Es war so still, daß ich den Summer hörte, als ich den Knopf drückte, und dann das Knacken in der Sprechanlage und plötzlich und erschreckend neben mir die Stimme, eine ruhige, gütige Stimme. »Kommen Sie«, sagte die gütige Stimme, »kommen Sie, wir warten schon«, und ich ging durch das Tor und hinauf zum Haus. Ich wollte noch einmal an der Tür klingeln, aber jetzt wurde sie mir geöffnet, tat sich leise auf, und ich hörte die gütige Stimme flüstern, flüsternde Begrüßung, dann trat ich ein, und wir gingen leise ins Kaminzimmer.

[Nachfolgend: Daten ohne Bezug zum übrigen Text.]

//! Core types for the Conclave consensus-workflow engine.
//!
//! This crate provides the foundational types shared by every layer:
//!
//! - Interned identifiers for rounds, events, and behaviours
//! - [`Participant`]: the sender identity recognized by a round
//! - Quorum arithmetic ([`consensus_threshold`], [`QuorumStrategy`])
//! - [`SynchronizedData`]: the immutable, versioned key/value snapshot
//!   replicated across agents and threaded through rounds

mod identifiers;
mod quorum;
mod sync_data;

pub use identifiers::{BehaviourId, Event, Participant, RoundId};
pub use quorum::{consensus_threshold, QuorumStrategy};
pub use sync_data::{SyncDataError, SynchronizedData, PARTICIPANTS_KEY};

»Bitte setzen Sie sich«, sagte der Mann mit der gütigen Stimme, »nur zu, bitte, Sie sind jetzt hier zu Hause.«
Es war ein untersetzter, fleischiger Mann; sein Gesicht war leicht gedunsen, und er lächelte freundlich und nahm mir den Mantel ab und die Mappe mit den Kollegheften. Dann kam er zurück, spreizte die kurzen, fleischigen Finger, nickte mir zu, nickte sehr sanft und sagte: »Es fällt uns schwer. Es fällt uns so schwer, daß ich schon absagen wollte. Wir bringen es nicht übers Herz, die Kinder abends allein zu lassen, aber ich konnte diesmal auch nicht absagen.«
»Ich werde schon achtgeben auf sie«, sagte ich.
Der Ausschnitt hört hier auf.